**EXERCISE OBJECTIVE:** Sort through the material below and copy each line with "static".

**GIVEN RECORDS:**
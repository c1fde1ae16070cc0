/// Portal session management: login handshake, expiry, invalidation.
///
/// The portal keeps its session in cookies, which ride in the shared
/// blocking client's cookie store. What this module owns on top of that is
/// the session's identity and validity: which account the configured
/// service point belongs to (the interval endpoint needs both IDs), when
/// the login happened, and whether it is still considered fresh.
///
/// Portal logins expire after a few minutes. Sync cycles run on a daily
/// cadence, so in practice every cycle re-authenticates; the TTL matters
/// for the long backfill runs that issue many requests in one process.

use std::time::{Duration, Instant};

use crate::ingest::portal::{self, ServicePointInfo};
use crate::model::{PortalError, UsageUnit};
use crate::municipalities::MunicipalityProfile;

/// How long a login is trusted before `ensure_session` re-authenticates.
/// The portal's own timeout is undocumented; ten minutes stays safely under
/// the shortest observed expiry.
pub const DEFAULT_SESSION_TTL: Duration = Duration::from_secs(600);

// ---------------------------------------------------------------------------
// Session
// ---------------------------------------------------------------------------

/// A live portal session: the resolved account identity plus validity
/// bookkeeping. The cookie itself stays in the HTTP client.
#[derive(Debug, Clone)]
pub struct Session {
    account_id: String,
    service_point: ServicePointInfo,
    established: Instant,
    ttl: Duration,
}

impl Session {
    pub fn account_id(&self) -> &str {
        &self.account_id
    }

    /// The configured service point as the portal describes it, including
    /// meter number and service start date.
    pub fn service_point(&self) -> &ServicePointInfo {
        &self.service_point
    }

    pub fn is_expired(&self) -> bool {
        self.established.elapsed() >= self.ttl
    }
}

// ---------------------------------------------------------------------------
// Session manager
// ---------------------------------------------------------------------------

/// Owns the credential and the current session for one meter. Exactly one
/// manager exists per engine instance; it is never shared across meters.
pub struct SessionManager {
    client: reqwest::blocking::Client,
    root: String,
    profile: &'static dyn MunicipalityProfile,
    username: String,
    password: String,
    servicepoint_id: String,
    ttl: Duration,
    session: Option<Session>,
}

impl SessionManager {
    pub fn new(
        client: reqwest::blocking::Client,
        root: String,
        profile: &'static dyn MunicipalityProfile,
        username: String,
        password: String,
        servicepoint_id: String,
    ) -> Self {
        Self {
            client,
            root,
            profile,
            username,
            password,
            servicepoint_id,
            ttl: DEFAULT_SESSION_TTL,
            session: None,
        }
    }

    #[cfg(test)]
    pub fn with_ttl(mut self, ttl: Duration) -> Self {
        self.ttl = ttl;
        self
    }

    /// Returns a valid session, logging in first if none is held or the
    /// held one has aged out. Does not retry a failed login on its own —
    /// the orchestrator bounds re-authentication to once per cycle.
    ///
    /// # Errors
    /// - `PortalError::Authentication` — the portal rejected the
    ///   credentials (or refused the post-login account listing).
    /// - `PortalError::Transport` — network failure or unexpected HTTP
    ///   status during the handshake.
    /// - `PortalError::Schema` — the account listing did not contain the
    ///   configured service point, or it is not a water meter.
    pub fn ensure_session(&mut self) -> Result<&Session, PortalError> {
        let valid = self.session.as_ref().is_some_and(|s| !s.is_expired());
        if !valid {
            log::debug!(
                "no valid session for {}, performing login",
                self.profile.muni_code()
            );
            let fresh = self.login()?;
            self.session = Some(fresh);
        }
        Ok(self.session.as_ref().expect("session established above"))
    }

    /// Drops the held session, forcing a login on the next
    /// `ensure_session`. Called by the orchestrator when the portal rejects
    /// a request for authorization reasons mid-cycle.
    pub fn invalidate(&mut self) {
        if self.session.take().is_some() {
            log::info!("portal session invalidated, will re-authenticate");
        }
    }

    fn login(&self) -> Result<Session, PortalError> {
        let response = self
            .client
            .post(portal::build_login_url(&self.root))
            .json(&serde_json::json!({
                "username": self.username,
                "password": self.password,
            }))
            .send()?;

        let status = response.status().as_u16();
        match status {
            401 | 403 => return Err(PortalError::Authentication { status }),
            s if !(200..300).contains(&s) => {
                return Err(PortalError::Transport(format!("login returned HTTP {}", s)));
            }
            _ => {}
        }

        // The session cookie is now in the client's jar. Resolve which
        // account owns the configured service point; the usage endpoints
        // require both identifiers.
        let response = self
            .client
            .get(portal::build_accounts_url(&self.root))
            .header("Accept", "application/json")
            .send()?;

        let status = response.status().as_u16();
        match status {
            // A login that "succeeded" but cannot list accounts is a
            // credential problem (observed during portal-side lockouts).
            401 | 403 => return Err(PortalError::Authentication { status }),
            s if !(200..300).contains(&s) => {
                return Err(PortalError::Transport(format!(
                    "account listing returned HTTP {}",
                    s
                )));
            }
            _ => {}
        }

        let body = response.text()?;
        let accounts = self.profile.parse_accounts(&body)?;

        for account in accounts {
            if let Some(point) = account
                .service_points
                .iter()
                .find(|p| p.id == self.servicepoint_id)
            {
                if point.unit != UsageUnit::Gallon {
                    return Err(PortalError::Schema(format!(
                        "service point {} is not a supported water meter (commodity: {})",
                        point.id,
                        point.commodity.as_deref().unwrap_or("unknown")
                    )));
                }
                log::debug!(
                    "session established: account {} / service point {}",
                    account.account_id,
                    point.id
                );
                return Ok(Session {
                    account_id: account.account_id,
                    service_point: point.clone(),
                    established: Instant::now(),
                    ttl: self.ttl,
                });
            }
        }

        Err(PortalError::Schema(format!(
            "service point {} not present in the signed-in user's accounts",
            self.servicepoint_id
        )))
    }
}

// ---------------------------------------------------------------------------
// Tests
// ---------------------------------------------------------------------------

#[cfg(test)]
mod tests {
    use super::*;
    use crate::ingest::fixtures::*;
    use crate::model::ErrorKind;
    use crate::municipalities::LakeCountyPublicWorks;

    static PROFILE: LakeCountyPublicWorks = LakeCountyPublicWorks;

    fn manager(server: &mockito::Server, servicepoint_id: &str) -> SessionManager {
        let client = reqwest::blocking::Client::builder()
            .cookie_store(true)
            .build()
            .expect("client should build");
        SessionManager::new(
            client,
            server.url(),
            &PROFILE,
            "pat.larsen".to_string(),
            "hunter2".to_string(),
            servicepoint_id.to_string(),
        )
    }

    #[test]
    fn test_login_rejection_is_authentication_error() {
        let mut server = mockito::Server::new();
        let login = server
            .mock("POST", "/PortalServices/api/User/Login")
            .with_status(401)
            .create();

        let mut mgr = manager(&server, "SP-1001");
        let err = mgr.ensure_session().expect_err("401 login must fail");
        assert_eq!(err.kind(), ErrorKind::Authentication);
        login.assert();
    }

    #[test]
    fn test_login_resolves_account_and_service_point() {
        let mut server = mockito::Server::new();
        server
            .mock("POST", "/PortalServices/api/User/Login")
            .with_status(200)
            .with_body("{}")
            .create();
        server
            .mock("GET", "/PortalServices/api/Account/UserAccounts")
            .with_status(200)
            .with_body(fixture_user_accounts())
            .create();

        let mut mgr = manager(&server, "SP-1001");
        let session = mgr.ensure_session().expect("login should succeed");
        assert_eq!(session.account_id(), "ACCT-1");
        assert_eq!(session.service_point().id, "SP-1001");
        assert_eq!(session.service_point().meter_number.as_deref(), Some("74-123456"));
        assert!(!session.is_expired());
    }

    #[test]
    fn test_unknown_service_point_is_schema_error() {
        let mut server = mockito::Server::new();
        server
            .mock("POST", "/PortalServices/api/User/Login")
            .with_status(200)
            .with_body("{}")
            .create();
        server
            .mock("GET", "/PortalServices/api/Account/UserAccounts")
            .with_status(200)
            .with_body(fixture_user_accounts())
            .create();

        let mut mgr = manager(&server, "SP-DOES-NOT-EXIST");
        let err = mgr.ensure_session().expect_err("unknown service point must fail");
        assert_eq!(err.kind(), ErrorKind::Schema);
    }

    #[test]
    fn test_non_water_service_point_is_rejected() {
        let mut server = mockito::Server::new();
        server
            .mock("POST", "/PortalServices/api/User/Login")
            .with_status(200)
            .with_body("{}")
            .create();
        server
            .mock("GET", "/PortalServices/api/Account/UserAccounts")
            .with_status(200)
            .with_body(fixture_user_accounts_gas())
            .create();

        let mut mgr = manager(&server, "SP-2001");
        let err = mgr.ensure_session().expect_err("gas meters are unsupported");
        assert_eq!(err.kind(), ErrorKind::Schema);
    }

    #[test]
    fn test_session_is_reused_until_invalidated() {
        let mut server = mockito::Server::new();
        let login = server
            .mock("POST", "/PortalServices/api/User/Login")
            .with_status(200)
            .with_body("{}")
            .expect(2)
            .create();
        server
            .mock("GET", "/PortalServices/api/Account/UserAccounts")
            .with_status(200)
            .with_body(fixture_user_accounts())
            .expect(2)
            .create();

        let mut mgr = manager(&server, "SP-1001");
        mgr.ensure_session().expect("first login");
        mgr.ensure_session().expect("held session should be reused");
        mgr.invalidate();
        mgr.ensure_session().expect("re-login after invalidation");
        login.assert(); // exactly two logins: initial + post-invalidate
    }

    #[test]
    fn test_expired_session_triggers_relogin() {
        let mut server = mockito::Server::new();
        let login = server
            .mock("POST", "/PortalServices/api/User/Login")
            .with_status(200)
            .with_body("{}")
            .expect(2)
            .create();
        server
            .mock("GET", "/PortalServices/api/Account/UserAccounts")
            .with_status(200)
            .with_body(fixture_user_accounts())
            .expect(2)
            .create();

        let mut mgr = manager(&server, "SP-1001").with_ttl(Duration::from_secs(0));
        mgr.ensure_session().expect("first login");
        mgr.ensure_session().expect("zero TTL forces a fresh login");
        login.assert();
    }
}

**RESULT OF THIS TASK:**
    profile: &'static dyn MunicipalityProfile,
        profile: &'static dyn MunicipalityProfile,
    static PROFILE: LakeCountyPublicWorks = LakeCountyPublicWorks;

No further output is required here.